— Assignment —
Search term "frequency": please show all lines in the listing that contain it.

--*--

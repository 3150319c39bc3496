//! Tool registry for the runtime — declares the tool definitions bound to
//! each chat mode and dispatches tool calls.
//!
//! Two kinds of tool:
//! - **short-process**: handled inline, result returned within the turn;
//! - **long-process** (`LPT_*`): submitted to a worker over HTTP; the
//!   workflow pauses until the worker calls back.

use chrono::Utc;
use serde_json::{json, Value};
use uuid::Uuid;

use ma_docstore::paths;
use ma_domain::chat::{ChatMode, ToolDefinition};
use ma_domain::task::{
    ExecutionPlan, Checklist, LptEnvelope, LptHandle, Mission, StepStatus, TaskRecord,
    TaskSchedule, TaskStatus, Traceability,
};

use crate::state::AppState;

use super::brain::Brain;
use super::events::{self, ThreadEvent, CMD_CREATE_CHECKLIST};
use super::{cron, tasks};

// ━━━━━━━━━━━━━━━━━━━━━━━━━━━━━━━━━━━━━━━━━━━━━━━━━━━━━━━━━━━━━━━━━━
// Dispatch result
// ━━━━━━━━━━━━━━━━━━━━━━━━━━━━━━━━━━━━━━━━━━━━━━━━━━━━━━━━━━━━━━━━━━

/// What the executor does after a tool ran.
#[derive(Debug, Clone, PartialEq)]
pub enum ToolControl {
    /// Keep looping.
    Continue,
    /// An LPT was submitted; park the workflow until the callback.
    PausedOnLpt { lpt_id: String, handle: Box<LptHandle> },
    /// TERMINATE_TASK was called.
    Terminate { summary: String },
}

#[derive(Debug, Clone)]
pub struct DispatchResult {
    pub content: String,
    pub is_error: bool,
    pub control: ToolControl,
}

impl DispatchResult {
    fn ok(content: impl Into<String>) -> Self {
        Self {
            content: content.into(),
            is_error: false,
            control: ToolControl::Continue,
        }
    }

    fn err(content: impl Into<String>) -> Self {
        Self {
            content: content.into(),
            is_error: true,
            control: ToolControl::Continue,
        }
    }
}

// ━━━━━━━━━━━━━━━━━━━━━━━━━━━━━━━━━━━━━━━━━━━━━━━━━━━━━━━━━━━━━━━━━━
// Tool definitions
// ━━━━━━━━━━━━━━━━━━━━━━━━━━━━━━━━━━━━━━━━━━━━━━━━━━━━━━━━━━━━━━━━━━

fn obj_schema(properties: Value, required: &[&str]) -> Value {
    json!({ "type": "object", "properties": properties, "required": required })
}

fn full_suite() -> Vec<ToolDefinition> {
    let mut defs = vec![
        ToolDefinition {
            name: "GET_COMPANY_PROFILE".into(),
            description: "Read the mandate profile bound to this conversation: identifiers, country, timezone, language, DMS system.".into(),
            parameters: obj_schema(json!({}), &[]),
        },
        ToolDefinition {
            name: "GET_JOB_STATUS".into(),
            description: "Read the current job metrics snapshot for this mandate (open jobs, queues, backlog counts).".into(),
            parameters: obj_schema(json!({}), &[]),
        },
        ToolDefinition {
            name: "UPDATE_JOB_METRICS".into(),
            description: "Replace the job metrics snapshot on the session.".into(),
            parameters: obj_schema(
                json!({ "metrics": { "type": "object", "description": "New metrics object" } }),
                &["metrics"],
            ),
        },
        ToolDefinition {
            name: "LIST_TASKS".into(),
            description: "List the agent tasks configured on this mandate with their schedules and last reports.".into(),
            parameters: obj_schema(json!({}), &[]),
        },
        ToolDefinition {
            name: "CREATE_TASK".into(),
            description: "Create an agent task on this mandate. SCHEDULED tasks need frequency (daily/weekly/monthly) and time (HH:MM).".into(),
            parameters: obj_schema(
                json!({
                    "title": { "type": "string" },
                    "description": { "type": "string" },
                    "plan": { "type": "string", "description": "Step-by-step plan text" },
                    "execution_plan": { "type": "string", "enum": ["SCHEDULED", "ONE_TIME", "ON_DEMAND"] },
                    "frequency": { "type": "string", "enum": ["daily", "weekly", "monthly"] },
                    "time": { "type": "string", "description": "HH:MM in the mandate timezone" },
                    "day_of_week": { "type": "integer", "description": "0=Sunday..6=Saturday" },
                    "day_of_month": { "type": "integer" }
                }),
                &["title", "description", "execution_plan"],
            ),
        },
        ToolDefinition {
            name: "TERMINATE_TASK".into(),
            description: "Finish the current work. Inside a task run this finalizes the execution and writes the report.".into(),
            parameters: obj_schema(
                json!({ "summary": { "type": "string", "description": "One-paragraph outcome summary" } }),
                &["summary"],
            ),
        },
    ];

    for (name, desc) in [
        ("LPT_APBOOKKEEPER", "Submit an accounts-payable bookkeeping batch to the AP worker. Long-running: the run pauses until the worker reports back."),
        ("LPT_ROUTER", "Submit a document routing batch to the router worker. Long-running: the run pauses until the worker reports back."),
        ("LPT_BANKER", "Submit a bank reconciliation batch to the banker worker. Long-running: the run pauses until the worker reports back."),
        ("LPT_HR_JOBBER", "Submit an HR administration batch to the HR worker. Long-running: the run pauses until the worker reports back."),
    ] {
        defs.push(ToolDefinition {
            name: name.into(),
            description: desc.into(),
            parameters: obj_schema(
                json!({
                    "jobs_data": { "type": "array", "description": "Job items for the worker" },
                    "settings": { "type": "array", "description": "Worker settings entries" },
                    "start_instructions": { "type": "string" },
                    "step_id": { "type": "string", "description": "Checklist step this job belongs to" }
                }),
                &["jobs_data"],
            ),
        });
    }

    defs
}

--*--

— Exercise answer —
            description: "Create an agent task on this mandate. SCHEDULED tasks need frequency (daily/weekly/monthly) and time (HH:MM).".into(),
                    "frequency": { "type": "string", "enum": ["daily", "weekly", "monthly"] },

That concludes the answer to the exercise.